Hey I was wondering if this is a proper way of looking through the list to find the node with the smallest data, and then deleting it. This is what I have so far there is no main to test so please excuse that. Thanks.

These are the parts actually about finding the smallest and deleting it.

Code:

template <class Type>
linkedListType<Type>::searchSmallest(const Type& smallest) const
{
	nodeType<Type> *current; //pointer to traverse the list

	current = first; //start search at the first node
	int smallest = current->info; // set the item to be compared

	while (current != NULL && !found)
	{
		if (current->info < smallest)
			smallest = current->info;
		current = current->link;
	}
	return smallest;
}
template <class Type>
void linkedListType<Type>::deleteSmallest(const Type& smallest)
{	
	delete smallest;
}

and here is the entire code so far.

Code:

#ifndef H_LinkedListType
#define H_LinkedListType

#include <iostream>
#include <cassert>

using namespace std;

//Definition of the node

template <class Type>
struct nodeType
{
	Type info;
	nodeType<Type> *link;
};

//***********************************************************
// Author: D.S. Malik
//
// This class specifies the members to implement an iterator
// to a linked list.
//***********************************************************

template <class Type>
class linkedListIterator
{
public:
    linkedListIterator();
      //Default constructor
      //Postcondition: current = NULL;

    linkedListIterator(nodeType<Type> *ptr);
      //Constructor with a parameter.
      //Postcondition: current = ptr;

    Type operator*();
      //Function to overload the dereferencing operator *.
      //Postcondition: Returns the info contained in the node.

    linkedListIterator<Type> operator++();    
      //Overload the preincrement operator.
      //Postcondition: The iterator is advanced to the next node.

    bool operator==(const linkedListIterator<Type>& right) const;
      //Overload the equality operator.
      //Postcondition: Returns true if this iterator is equal to 
      //    the iterator specified by right, otherwise it returns
      //    false.

    bool operator!=(const linkedListIterator<Type>& right) const;
      //Overload the not equal to operator.
      //Postcondition: Returns true if this iterator is not equal to
      //    the iterator specified by right, otherwise it returns
      //    false.

private:
    nodeType<Type> *current; //pointer to point to the current
                             //node in the linked list
};


template <class Type>
linkedListIterator<Type>::linkedListIterator()
{
    current = NULL;
}

template <class Type>
linkedListIterator<Type>::
                  linkedListIterator(nodeType<Type> *ptr)
{
    current = ptr;
}

template <class Type>
Type linkedListIterator<Type>::operator*()
{
    return current->info;
}

template <class Type>
linkedListIterator<Type> linkedListIterator<Type>::operator++()   
{
    current = current->link;

    return *this;
}

template <class Type>
bool linkedListIterator<Type>::operator==
               (const linkedListIterator<Type>& right) const
{
    return (current == right.current);
}

template <class Type>
bool linkedListIterator<Type>::operator!=
                 (const linkedListIterator<Type>& right) const
{   return (current != right.current);
}


//***********************************************************
// This class specifies the members to implement the basic
// properties of a linked list.

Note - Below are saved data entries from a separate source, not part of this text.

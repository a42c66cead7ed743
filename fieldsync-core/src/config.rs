//! Engine configuration.

use serde::{Deserialize, Serialize};

pub mod defaults {
    pub const DEFAULT_TICK_INTERVAL_SECS: u64 = 30;
    pub const DEFAULT_DISPATCH_BATCH: usize = 32;
    pub const DEFAULT_MAX_CONCURRENT_DISPATCHES: usize = 4;
    pub const DEFAULT_BACKOFF_FLOOR_SECS: u64 = 2;
    /// 15 minutes. Transient failures hold at this ceiling rather than
    /// giving up.
    pub const DEFAULT_BACKOFF_CEILING_SECS: u64 = 900;
}

/// Synchronization engine configuration.
#[derive(Debug, Clone, Serialize, Deserialize)]
#[serde(default)]
pub struct SyncConfig {
    /// Interval between timer-driven scheduler passes (seconds).
    pub tick_interval_secs: u64,
    /// Maximum eligible operations fetched per pass.
    pub dispatch_batch: usize,
    /// Bound on concurrently dispatched operations.
    pub max_concurrent_dispatches: usize,
    /// Smallest retry delay (seconds).
    pub backoff_floor_secs: u64,
    /// Largest retry delay (seconds); delays double up to here, then hold.
    pub backoff_ceiling_secs: u64,
    /// Attempt cap before a transient failure is treated as terminal.
    /// `None` retries forever at the ceiling.
    pub max_attempts: Option<u32>,
}

impl Default for SyncConfig {
    fn default() -> Self {
        Self {
            tick_interval_secs: defaults::DEFAULT_TICK_INTERVAL_SECS,
            dispatch_batch: defaults::DEFAULT_DISPATCH_BATCH,
            max_concurrent_dispatches: defaults::DEFAULT_MAX_CONCURRENT_DISPATCHES,
            backoff_floor_secs: defaults::DEFAULT_BACKOFF_FLOOR_SECS,
            backoff_ceiling_secs: defaults::DEFAULT_BACKOFF_CEILING_SECS,
            max_attempts: None,
        }
    }
}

This is an abstract class.
// We cannot instantiate an object of this class.
//***********************************************************

template <class Type>
class linkedListType
{
public:
    const linkedListType<Type>& operator=
                         (const linkedListType<Type>&);
      //Overload the assignment operator.

    void initializeList(); 
      //Initialize the list to an empty state.
      //Postcondition: first = NULL, last = NULL, count = 0;

    bool isEmptyList() const;
      //Function to determine whether the list is empty. 
      //Postcondition: Returns true if the list is empty, otherwise
      //    it returns false.

	int searchSmallest(const Type& smallest) const;

	void deleteSmallest(const Type& smallest);

	int searchAllLike(const Type& searchItem) const;

    void print() const;
      //Function to output the data contained in each node.
      //Postcondition: none

    int length() const;
      //Function to return the number of nodes in the list.
      //Postcondition: The value of count is returned.

    void destroyList();
      //Function to delete all the nodes from the list.
      //Postcondition: first = NULL, last = NULL, count = 0;

    Type front() const; 
      //Function to return the first element of the list.
      //Precondition: The list must exist and must not be empty.
      //Postcondition: If the list is empty, the program terminates;
      //    otherwise, the first element of the list is returned.

    Type back() const; 
      //Function to return the last element of the list.
      //Precondition: The list must exist and must not be empty.
      //Postcondition: If the list is empty, the program
      //               terminates; otherwise, the last  
      //               element of the list is returned.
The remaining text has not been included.